2019 : réautorisation du glyphosate jusqu'en 2025.

2018 : interdiction des néonicotinoïdes, insecticides tueurs d'abeilles.
2020 : réautorisation temporairement des néonicotinoïdes

2019 : Mise en place de la Convention citoyenne pour le climat à la suite de la mobilisation des Gilets Jaunes.
2021 : 90 % des propositions (soit 134 mesures sur les 149) n'ont pas été reprises par l'exécutif. Seulement 15 ont été retranscrites telles quelles.

2017 : 12 millions de Français souffrent de précarité énergétique.
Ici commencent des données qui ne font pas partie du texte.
//! In-memory queue store

use async_trait::async_trait;
use std::sync::atomic::{AtomicBool, AtomicUsize, Ordering};
use tokio::sync::RwLock;

use crate::error::QueueError;
use crate::job::WebhookJob;
use crate::store::QueueStore;

/// Keeps the last saved job list in memory.
///
/// Useful for tests (inspect or seed what "disk" holds, simulate a restart by
/// loading a second queue from the same store) and for deployments that accept
/// losing pending jobs on restart.
#[derive(Debug, Default)]
pub struct MemoryStore {
    saved: RwLock<Vec<WebhookJob>>,
    saves: AtomicUsize,
    fail_saves: AtomicBool,
}

impl MemoryStore {
    pub fn new() -> Self {
        Self::default()
    }

    /// Start from an existing persisted state
    pub fn with_jobs(jobs: Vec<WebhookJob>) -> Self {
        Self {
            saved: RwLock::new(jobs),
            ..Default::default()
        }
    }

    /// What the store currently holds
    pub async fn persisted(&self) -> Vec<WebhookJob> {
        self.saved.read().await.clone()
    }

    /// Number of successful saves
    pub fn save_count(&self) -> usize {
        self.saves.load(Ordering::SeqCst)
    }

    /// Make subsequent saves fail (or succeed again)
    pub fn set_fail_saves(&self, fail: bool) {
        self.fail_saves.store(fail, Ordering::SeqCst);
    }
}

#[async_trait]
impl QueueStore for MemoryStore {
    fn name(&self) -> &str {
        "memory"
    }

    async fn load(&self) -> Result<Vec<WebhookJob>, QueueError> {
        Ok(self.saved.read().await.clone())
    }

    async fn save(&self, jobs: &[WebhookJob]) -> Result<(), QueueError> {
        if self.fail_saves.load(Ordering::SeqCst) {
            return Err(QueueError::Backend("save rejected".to_string()));
        }
        *self.saved.write().await = jobs.to_vec();
        self.saves.fetch_add(1, Ordering::SeqCst);
        Ok(())
    }
}

#[cfg(test)]
mod tests {
    use super::*;
    use serde_json::json;
    use std::collections::HashMap;

    #[tokio::test]
    async fn test_save_then_load() {
        let store = MemoryStore::new();
        assert!(store.load().await.unwrap().is_empty());

        let job = WebhookJob::new("http://sink", json!({"foo": "bar"}), HashMap::new());
        store.save(std::slice::from_ref(&job)).await.unwrap();

        assert_eq!(store.load().await.unwrap(), vec![job]);
        assert_eq!(store.save_count(), 1);
    }

    #[tokio::test]
    async fn test_failing_saves_keep_previous_state() {
        let job = WebhookJob::new("http://sink", json!({}), HashMap::new());
        let store = MemoryStore::with_jobs(vec![job.clone()]);

        store.set_fail_saves(true);
        assert!(store.save(&[]).await.is_err());
        assert_eq!(store.persisted().await, vec![job]);
        assert_eq!(store.save_count(), 0);
    }
}
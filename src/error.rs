use std::path::{Path, PathBuf};

use thiserror::Error;

use crate::tags::Tag;

/// Terminal failure of one load attempt. Stored on the picture and handed
/// back on every `await_ready` until the picture is unloaded or reloaded.
#[derive(Debug, Clone, PartialEq, Eq, Error)]
pub enum LoadError {
    #[error("{}: {message}", path.display())]
    Io { path: PathBuf, message: String },
    #[error("{}: decode failed: {message}", path.display())]
    Decode { path: PathBuf, message: String },
}

impl LoadError {
    pub fn io(path: &Path, err: impl std::fmt::Display) -> Self {
        LoadError::Io {
            path: path.to_path_buf(),
            message: err.to_string(),
        }
    }

    pub fn decode(path: &Path, err: impl std::fmt::Display) -> Self {
        LoadError::Decode {
            path: path.to_path_buf(),
            message: err.to_string(),
        }
    }
}

#[derive(Debug, Clone, PartialEq, Eq, Error)]
pub enum TagError {
    #[error("{value:?}: illegal value for {tag}")]
    InvalidTagValue { tag: Tag, value: String },
    #[error("{}: failed to write tags: {message}", path.display())]
    StoreWrite { path: PathBuf, message: String },
    #[error(transparent)]
    Load(#[from] LoadError),
}

impl TagError {
    pub fn store_write(path: &Path, err: impl std::fmt::Display) -> Self {
        TagError::StoreWrite {
            path: path.to_path_buf(),
            message: err.to_string(),
        }
    }
}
Le candidat Macron  s'engage à supprimer les passoires énergétiques en 10 ans, dont la moitié avant 2022.
2022 : Le ministère du Logement chiffre à 4,8 millions le nombre de passoires thermiques et à 12 millions le nombre de Français qui souffrent de précarité énergétique.
2022 : La FNAIM annonce « 7 à 8 millions » de passoires énergétiques dans le pays

2017 : doubler les énergies renouvelables l'éolien & photovoltaïque en 5 ans.
2020 : La France est le seul pays européen à ne pas avoir atteint son objectif d'énergies renouvelables
2021 : augmentation inférieure à 60 %.

2017 : Emmanuel Macron promet de réduire la part de l'énergie nucléaire 50 % à l'horizon 2025.
2020 : Seule 1 centrale (Fessenheim) a été fermée. Malgré les 5 réacteurs (sur 56) à l'arrêt du fait de problèmes de corrosion et de 7 autres qui vont faire l'objet d'arrêt prolongé, la baisse de la part du nucléaire reste inférieure à 5 % en 5 ans passant de 71,6 % à 67 %. L'objectif “50%” a été repoussé à 2035.

La limitation d'accès des véhicules polluants au centre des grandes villes, a surtout servi à contenir la pauvreté dans les zones périphériques. La prime à la conversion a surtout permis aux 800 000 Français parmi les plus aisés de changer de véhicule.

Depuis 2017, plus de 100 gares ont été fermées, alors que la fermeture des lignes aériennes intérieures en cas d'alternative par le train ne concerne que 5 lignes et que 17 milliards d'aide post-Covid ont été octroyés au secteur aérien.

Entre 2016 et 2020 la part des véhicules électriques a augmenté de 4,7%, pendant que celle des SUV a augmenté de 13% et que l'interdiction de publicité pour ces véhicules, les plus polluants, ne sera appliquée qu'en 2028.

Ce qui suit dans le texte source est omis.